Give the count of lines in the data that include "ConsumerToken", with no other words.

THE RECORDS:
━━━━━━━━━━━━━━━━━━━━━━━━━━━━━━
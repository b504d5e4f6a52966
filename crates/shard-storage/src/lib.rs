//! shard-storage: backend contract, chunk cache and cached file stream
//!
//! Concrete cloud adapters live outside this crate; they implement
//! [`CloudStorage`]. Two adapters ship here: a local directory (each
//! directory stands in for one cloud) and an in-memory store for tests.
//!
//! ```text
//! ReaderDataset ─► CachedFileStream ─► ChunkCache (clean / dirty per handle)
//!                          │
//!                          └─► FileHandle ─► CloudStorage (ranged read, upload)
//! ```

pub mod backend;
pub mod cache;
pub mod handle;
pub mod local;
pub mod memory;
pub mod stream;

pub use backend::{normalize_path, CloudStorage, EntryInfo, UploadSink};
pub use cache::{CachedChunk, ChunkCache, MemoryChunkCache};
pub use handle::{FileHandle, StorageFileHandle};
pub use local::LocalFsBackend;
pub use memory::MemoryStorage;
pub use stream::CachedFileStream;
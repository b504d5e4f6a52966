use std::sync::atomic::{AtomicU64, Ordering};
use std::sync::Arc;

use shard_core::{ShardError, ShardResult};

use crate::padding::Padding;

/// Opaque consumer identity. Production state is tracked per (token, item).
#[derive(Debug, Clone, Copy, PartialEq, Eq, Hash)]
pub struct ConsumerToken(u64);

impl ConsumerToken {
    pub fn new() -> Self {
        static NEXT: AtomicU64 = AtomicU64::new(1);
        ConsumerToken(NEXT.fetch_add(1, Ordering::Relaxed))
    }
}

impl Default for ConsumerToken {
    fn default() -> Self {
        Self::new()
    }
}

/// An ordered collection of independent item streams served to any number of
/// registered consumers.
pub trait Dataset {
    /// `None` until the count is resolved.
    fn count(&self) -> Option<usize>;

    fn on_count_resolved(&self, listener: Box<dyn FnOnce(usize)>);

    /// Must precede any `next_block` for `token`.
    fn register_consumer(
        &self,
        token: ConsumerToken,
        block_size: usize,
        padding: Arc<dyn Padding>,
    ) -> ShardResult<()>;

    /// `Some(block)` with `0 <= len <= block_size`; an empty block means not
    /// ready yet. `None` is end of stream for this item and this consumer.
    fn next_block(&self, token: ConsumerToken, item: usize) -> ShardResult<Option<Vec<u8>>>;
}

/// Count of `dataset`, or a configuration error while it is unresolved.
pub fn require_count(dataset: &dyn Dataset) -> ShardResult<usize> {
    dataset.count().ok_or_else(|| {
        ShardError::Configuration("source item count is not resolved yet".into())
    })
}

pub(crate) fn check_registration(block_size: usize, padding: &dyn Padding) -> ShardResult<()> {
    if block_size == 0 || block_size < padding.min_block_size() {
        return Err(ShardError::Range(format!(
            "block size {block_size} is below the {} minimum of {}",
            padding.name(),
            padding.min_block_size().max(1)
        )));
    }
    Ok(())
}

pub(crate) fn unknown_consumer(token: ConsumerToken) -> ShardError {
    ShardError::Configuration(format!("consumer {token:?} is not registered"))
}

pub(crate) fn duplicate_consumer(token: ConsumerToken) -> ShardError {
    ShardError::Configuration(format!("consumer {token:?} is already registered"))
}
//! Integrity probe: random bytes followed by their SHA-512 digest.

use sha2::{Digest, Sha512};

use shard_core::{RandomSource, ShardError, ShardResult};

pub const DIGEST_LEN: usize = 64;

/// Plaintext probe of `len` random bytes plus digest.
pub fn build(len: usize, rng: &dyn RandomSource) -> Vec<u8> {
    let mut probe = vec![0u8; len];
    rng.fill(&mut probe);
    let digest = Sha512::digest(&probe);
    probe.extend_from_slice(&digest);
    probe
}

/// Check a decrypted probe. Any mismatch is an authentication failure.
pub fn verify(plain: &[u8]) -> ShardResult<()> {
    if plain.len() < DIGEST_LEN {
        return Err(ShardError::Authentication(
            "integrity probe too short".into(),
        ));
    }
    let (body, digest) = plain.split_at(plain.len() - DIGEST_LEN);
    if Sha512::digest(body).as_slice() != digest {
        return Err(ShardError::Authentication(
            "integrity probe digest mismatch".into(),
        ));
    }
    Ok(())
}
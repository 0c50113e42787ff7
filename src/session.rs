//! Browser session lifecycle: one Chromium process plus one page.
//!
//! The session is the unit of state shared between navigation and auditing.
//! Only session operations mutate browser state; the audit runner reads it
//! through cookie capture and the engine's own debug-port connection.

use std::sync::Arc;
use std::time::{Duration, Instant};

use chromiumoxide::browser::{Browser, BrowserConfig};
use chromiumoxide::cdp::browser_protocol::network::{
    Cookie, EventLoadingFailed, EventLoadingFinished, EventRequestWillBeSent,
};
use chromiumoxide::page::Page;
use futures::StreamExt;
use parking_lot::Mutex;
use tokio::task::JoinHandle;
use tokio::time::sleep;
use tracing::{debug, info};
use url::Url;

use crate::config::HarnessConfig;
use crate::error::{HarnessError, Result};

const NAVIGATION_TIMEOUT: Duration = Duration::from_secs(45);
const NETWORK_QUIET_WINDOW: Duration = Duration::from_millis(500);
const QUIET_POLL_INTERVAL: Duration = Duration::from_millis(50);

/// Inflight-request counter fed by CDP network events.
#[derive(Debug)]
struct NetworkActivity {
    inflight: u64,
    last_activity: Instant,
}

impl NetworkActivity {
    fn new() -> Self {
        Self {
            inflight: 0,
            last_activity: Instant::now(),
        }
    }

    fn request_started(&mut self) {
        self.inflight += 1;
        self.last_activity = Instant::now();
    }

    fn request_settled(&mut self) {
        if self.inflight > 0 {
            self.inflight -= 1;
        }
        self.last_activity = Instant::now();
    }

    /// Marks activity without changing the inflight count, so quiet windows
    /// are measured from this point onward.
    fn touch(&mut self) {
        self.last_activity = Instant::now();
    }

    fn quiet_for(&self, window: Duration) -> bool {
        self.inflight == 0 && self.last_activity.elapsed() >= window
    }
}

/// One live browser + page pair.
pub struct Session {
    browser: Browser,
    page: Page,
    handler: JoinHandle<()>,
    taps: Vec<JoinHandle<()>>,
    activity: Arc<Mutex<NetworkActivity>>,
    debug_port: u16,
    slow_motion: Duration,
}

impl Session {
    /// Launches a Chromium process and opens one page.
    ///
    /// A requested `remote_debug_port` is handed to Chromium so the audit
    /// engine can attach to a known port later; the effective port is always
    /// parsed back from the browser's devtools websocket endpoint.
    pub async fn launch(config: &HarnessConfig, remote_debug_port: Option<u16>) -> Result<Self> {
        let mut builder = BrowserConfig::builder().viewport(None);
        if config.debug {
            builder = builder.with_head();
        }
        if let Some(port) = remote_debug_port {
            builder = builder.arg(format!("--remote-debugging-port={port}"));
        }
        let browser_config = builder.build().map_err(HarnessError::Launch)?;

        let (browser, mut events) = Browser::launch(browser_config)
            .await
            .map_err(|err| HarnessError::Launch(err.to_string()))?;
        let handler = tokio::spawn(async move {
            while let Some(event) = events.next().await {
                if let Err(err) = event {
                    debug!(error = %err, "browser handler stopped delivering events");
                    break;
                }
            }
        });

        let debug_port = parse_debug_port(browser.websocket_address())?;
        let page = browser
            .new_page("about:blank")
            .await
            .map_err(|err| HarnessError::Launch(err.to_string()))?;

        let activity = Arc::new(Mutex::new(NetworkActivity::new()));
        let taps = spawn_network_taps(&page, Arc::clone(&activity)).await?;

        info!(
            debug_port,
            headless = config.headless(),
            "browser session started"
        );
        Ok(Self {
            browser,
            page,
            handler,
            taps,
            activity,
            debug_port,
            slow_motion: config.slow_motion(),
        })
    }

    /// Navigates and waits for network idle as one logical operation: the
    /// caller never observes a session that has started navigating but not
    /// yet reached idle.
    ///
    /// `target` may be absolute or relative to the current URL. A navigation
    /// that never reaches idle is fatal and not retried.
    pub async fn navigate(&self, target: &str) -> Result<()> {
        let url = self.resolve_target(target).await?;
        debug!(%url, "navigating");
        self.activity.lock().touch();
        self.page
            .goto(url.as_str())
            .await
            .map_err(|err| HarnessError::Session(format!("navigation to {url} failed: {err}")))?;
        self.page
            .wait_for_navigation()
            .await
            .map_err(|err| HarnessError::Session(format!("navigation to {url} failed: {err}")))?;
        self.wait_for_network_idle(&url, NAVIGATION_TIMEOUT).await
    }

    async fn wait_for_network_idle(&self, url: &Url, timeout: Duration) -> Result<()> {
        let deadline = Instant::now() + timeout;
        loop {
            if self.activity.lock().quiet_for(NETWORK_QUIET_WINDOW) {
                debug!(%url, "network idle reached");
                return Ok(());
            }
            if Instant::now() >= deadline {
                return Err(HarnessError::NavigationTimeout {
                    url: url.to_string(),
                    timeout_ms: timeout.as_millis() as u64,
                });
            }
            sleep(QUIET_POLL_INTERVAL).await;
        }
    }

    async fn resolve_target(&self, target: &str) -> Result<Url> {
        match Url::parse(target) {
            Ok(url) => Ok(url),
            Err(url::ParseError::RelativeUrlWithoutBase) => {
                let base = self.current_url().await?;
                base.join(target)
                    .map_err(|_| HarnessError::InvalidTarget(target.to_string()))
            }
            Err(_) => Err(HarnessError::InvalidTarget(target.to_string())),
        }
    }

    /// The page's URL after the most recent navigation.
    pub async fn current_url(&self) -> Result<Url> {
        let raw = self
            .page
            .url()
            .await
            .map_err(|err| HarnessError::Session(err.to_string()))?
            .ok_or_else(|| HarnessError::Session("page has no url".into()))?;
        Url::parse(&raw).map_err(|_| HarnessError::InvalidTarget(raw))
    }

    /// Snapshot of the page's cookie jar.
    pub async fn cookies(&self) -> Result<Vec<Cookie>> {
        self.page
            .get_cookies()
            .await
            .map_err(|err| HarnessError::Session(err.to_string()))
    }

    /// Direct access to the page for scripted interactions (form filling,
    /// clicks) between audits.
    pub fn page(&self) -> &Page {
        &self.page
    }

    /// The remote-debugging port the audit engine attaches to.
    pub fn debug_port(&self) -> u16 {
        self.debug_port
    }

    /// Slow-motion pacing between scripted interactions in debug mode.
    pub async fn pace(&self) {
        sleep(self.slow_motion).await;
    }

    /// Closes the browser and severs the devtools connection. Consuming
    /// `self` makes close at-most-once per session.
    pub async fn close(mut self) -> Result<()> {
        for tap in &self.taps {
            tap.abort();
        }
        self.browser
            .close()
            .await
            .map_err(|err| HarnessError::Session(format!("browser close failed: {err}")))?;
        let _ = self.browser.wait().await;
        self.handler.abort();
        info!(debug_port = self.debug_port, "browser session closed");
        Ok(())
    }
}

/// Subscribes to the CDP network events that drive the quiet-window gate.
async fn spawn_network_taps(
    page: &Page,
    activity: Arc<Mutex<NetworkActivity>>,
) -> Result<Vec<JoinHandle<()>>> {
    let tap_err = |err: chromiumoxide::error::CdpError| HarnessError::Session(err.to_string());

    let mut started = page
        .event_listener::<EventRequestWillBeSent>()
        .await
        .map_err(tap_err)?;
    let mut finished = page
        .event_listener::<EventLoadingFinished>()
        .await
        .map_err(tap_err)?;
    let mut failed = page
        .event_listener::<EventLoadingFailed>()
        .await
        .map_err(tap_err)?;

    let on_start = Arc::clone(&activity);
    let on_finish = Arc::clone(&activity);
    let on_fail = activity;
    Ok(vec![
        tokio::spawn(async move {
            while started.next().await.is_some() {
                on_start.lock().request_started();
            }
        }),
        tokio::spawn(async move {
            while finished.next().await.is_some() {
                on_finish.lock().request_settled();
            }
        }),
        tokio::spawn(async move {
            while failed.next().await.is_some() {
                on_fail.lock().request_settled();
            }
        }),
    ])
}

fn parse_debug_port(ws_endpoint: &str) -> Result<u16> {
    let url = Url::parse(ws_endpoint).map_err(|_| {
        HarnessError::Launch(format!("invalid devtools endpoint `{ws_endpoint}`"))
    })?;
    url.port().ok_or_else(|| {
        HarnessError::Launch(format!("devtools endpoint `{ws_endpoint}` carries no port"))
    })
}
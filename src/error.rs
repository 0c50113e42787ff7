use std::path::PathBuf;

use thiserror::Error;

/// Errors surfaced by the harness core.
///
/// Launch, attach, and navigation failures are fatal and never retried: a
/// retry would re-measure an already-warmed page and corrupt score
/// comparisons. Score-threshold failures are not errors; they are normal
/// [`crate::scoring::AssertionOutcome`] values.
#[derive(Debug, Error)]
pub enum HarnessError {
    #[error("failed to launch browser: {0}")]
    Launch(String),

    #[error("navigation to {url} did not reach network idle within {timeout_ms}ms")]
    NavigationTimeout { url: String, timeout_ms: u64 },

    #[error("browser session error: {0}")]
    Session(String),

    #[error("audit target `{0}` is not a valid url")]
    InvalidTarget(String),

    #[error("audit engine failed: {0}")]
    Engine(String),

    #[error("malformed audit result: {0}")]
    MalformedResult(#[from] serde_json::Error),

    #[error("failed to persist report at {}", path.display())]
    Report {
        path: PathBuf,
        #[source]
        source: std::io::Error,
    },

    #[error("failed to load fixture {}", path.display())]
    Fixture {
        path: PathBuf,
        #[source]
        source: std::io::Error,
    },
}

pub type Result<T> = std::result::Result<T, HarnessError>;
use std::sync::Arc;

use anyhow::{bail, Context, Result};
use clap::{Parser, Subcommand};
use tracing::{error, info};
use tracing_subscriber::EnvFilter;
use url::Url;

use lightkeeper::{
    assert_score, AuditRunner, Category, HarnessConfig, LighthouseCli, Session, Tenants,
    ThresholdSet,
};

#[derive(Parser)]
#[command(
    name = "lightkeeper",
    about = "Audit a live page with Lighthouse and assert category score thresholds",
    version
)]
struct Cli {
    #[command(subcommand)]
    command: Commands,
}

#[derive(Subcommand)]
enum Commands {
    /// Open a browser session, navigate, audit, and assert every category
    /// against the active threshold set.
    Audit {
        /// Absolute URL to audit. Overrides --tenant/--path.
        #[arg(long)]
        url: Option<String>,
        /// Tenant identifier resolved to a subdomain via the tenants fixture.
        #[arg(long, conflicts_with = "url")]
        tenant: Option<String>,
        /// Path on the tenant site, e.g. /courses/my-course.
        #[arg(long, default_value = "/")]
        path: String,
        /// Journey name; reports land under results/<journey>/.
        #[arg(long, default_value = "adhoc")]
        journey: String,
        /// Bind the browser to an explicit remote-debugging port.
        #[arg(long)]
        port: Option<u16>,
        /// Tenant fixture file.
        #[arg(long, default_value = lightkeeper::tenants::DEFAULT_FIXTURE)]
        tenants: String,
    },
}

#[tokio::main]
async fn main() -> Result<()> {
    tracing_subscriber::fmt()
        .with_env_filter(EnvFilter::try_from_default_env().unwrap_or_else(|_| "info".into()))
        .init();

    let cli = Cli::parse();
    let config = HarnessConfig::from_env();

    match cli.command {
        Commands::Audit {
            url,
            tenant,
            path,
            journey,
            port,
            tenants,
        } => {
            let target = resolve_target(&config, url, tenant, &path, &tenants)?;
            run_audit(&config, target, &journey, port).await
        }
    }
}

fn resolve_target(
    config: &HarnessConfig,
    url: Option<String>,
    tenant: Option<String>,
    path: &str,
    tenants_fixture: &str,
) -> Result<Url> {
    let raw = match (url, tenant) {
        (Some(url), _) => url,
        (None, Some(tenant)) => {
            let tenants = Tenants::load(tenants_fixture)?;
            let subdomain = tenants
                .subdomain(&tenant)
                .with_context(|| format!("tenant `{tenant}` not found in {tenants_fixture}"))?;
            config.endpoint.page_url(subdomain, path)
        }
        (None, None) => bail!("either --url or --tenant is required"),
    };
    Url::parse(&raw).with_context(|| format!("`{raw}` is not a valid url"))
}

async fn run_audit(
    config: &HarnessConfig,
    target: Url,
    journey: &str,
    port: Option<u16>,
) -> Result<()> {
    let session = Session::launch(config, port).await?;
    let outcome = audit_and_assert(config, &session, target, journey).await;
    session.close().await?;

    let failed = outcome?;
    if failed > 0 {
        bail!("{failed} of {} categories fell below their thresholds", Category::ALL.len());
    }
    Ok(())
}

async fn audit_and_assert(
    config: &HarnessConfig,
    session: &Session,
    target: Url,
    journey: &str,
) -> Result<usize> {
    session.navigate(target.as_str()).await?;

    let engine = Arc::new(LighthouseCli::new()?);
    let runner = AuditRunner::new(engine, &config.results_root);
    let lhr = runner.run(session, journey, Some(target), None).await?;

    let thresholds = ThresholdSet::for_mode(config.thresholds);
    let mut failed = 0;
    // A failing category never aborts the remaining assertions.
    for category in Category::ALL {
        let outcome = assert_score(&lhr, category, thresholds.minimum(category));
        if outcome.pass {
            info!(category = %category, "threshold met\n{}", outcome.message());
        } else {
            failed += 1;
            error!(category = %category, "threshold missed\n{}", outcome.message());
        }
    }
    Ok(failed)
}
━━━━━━━━━━━━━━━━━━━━━━━━━━━━━━
SOLUTION: 8